**Exercise goal**:
Once you have read the entries, copy all of them exactly.
Start of Data listing
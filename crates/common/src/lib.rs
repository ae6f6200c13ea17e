//! Shared types for the spacekit renderer.
//!
//! # Invariants
//! - Entity, component, material and scene identities are issued by an
//!   explicit per-world allocator; only `WorldId` comes from process-wide
//!   state, so (world, id) pairs are unique within a run.
//! - A transform's world matrix is never stale with respect to its inputs.

mod id;
mod transform;

pub use id::{ComponentId, EntityId, IdAllocator, MaterialId, SceneId, WorldId};
pub use transform::{Transform, TransformConfig};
End of Data listing
**Final answer**:
filename crates/common/src/lib.rs
repository ae6f6200c13ea17e
//! Shared types for the spacekit renderer.
//!
//! # Invariants
//! - Entity, component, material and scene identities are issued by an
//!   explicit per-world allocator; only `WorldId` comes from process-wide
//!   state, so (world, id) pairs are unique within a run.
//! - A transform's world matrix is never stale with respect to its inputs.

mod id;
mod transform;

pub use id::{ComponentId, EntityId, IdAllocator, MaterialId, SceneId, WorldId};
pub use transform::{Transform, TransformConfig};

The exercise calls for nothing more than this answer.